The description below is taken from the Wikipedia entry on bullfighting to avoid issues of copyright and partiality (although, it must be said I have contributed to the article myself and my writings elsewhere have been used as sources by other editors). To really understand, one needs to see it, or at the least read a vivid description of a fight after reading the structure below. I attempted one such vivid description in my Prospect magazine essay the link to which is on the right hand toolbar.
Spanish-style bullfighting is called la corrida de toros (“the running of bulls”) or la fiesta brava (“the ferocious festival”). In a traditional corrida, three matadores (“killers”), each fight two bulls, each of which is at least four years old and weighs 460–600 kg. Each matador has six assistants — two picadores (“lancers”) mounted on horseback, three banderilleros (“flagmen”) – who along with the matadors are collectively known as toreros (“bullfighters”) – and a mozo de espada (“sword page”). Collectively they comprise a cuadrilla (“entourage”).
The modern corrida is highly ritualized, with three distinct stages or tercios (“thirds”), the start of each being announced by a trumpet sound. The participants first enter the arena in a parade, called the paseíllo, to salute the presiding dignitary, accompanied by band music. Torero costumes are inspired by 18th century Andalusian clothing, and matadors are easily distinguished by the gold of their traje de luces (“suit of lights”) as opposed to the lesser banderilleros who are also called toreros de plata (“bullfighters of silver”).

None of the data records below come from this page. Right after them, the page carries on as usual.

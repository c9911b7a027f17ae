//! # Last-Read Bookmarks
//!
//! Derives `CreateBookmark { kind: LastRead }` events from the progress
//! updates of a running engine, rate-limited so that a host persisting every
//! bookmark does not write on every poll.
//!
//! A progress update produces a bookmark when:
//! - It is at least `bookmark_min_offset_ms` into its item
//! - No bookmark was produced yet, or the last one is at least
//!   `bookmark_min_interval_ms` old
//!
//! Updates rejected by either rule do not restart the interval.

use bridge_traits::time::Clock;
use core_runtime::events::{BookmarkKind, EventStream, PlayerEvent};
use std::sync::Arc;
use tokio::sync::broadcast::error::RecvError;
use tokio::task::JoinHandle;
use tracing::{debug, warn};

use crate::config::EngineConfig;

pub struct BookmarkObserver {
    clock: Arc<dyn Clock>,
    min_interval_ms: i64,
    min_offset_ms: u64,
    last_emitted_ms: Option<i64>,
}

impl BookmarkObserver {
    pub fn new(clock: Arc<dyn Clock>, config: &EngineConfig) -> Self {
        Self {
            clock,
            min_interval_ms: i64::try_from(config.bookmark_min_interval_ms).unwrap_or(i64::MAX),
            min_offset_ms: config.bookmark_min_offset_ms,
            last_emitted_ms: None,
        }
    }

    /// Feeds one engine event; returns the bookmark it produces, if any.
    pub fn observe(&mut self, event: &PlayerEvent) -> Option<PlayerEvent> {
        let PlayerEvent::PlaybackProgressUpdate { position } = event else {
            return None;
        };
        if position.offset_ms < self.min_offset_ms {
            return None;
        }

        let now = self.clock.unix_timestamp_millis();
        let due = self
            .last_emitted_ms
            .map_or(true, |last| now.saturating_sub(last) >= self.min_interval_ms);
        if !due {
            return None;
        }

        self.last_emitted_ms = Some(now);
        Some(PlayerEvent::CreateBookmark {
            position: position.clone(),
            kind: BookmarkKind::LastRead,
        })
    }

    /// Runs the observer over `events` until the stream closes, handing every
    /// bookmark to `on_bookmark`.
    pub fn spawn<F>(mut self, mut events: EventStream, on_bookmark: F) -> JoinHandle<()>
    where
        F: Fn(PlayerEvent) + Send + 'static,
    {
        tokio::spawn(async move {
            loop {
                match events.recv().await {
                    Ok(event) => {
                        if let Some(bookmark) = self.observe(&event) {
                            on_bookmark(bookmark);
                        }
                    }
                    Err(RecvError::Lagged(missed)) => {
                        warn!(missed, "Bookmark observer lagged behind the engine");
                    }
                    Err(RecvError::Closed) => break,
                }
            }
            debug!("Bookmark observer finished");
        })
    }
}

impl std::fmt::Debug for BookmarkObserver {
    fn fmt(&self, f: &mut std::fmt::Formatter<'_>) -> std::fmt::Result {
        f.debug_struct("BookmarkObserver")
            .field("min_interval_ms", &self.min_interval_ms)
            .field("min_offset_ms", &self.min_offset_ms)
            .field("last_emitted_ms", &self.last_emitted_ms)
            .finish()
    }
}

#[cfg(test)]
mod tests {
    use super::*;
    use bridge_traits::time::ManualClock;
    use core_runtime::events::{EventBus, EventPosition};
    use std::time::Duration;

    fn progress(offset_ms: u64) -> PlayerEvent {
        PlayerEvent::PlaybackProgressUpdate {
            position: EventPosition::new("t0", 0, offset_ms),
        }
    }

    fn bookmarked_offset(event: Option<PlayerEvent>) -> Option<u64> {
        match event {
            Some(PlayerEvent::CreateBookmark {
                position,
                kind: BookmarkKind::LastRead,
            }) => Some(position.offset_ms),
            _ => None,
        }
    }

    #[test]
    fn test_rate_limits_bookmarks() {
        let clock = Arc::new(ManualClock::at_epoch());
        let mut observer = BookmarkObserver::new(clock.clone(), &EngineConfig::default());

        // Too close to the start of the item.
        assert_eq!(bookmarked_offset(observer.observe(&progress(50))), None);

        // First eligible update.
        clock.advance(Duration::from_secs(1));
        assert_eq!(bookmarked_offset(observer.observe(&progress(200))), Some(200));

        // Within the interval.
        clock.advance(Duration::from_secs(1));
        assert_eq!(bookmarked_offset(observer.observe(&progress(1_200))), None);

        // Interval elapsed since the last bookmark, not the last update.
        clock.advance(Duration::from_secs(4));
        assert_eq!(
            bookmarked_offset(observer.observe(&progress(5_200))),
            Some(5_200)
        );

        clock.advance(Duration::from_millis(100));
        assert_eq!(bookmarked_offset(observer.observe(&progress(5_300))), None);
    }

    #[test]
    fn test_progress_in_real_time() {
        // Progress reported at wall-clock pace from the start of the item.
        let clock = Arc::new(ManualClock::at_epoch());
        let mut observer = BookmarkObserver::new(clock.clone(), &EngineConfig::default());

        let mut elapsed = 0;
        let mut bookmarks = Vec::new();
        for offset in [50, 200, 5_200, 5_300] {
            clock.advance(Duration::from_millis(offset - elapsed));
            elapsed = offset;
            bookmarks.extend(bookmarked_offset(observer.observe(&progress(offset))));
        }
        assert_eq!(bookmarks, vec![200, 5_200]);
    }

    #[test]
    fn test_ignores_other_events() {
        let clock = Arc::new(ManualClock::at_epoch());
        let mut observer = BookmarkObserver::new(clock, &EngineConfig::default());
        let started = PlayerEvent::PlaybackStarted {
            position: EventPosition::new("t0", 0, 5_000),
        };
        assert!(observer.observe(&started).is_none());
    }

    #[tokio::test]
    async fn test_spawned_observer_stops_with_bus() {
        let clock = Arc::new(ManualClock::at_epoch());
        let observer = BookmarkObserver::new(clock, &EngineConfig::default());
        let bus = EventBus::new(16);
        let (tx, mut rx) = tokio::sync::mpsc::unbounded_channel();

        let task = observer.spawn(bus.subscribe(), move |bookmark| {
            let _ = tx.send(bookmark);
        });
        bus.emit(progress(300)).unwrap();
        bus.emit(progress(400)).unwrap();
        bus.close();
        task.await.unwrap();

        assert_eq!(bookmarked_offset(rx.recv().await), Some(300));
        assert!(rx.recv().await.is_none());
    }
}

Next, the bull enters the ring to be tested for ferocity by the matador and banderilleros with the magenta and gold capote (“dress cape”). This is the first stage, the tercio de varas (“the lancing third”), and the matador first confronts the bull with the capote, observing the behaviour of the bull while performing a tanda (“series of passes”) to impress the crowd.
Next, a picador enters the arena on horseback armed with a vara (“lance”). To protect the horse from the bull’s horns, the horse is surrounded by a peto — a protective mattress-like covering. Prior to 1930, the horse did not wear any protection, and the bull would usually disembowel the horse during this stage. Until this change was instituted, the number of horses killed during a fight was higher than the number of bulls killed. At this point, the picador stabs just behind the morillo, a mound of muscle on the fighting bull’s neck, weakening the neck muscles and leading to the animal’s first loss of blood. The manner in which the bull charges the horse provides important clues to the matador about which side the bull favors. If the picador is successful, the bull will hold its head and horns lower during the following stages of the fight. This makes the bull’s charges less dangerous and more reliable, enabling the matador to perform.
In the next stage, the tercio de banderillas (“the third of flags”), the three banderilleros each attempt to plant two banderillas, sharp barbed sticks into the bull’s shoudlers. These anger and invigorate the bull who has been tired by his attacks on the horse and the damage he has taken from the lance. Sometimes a matador will place his own banderillas.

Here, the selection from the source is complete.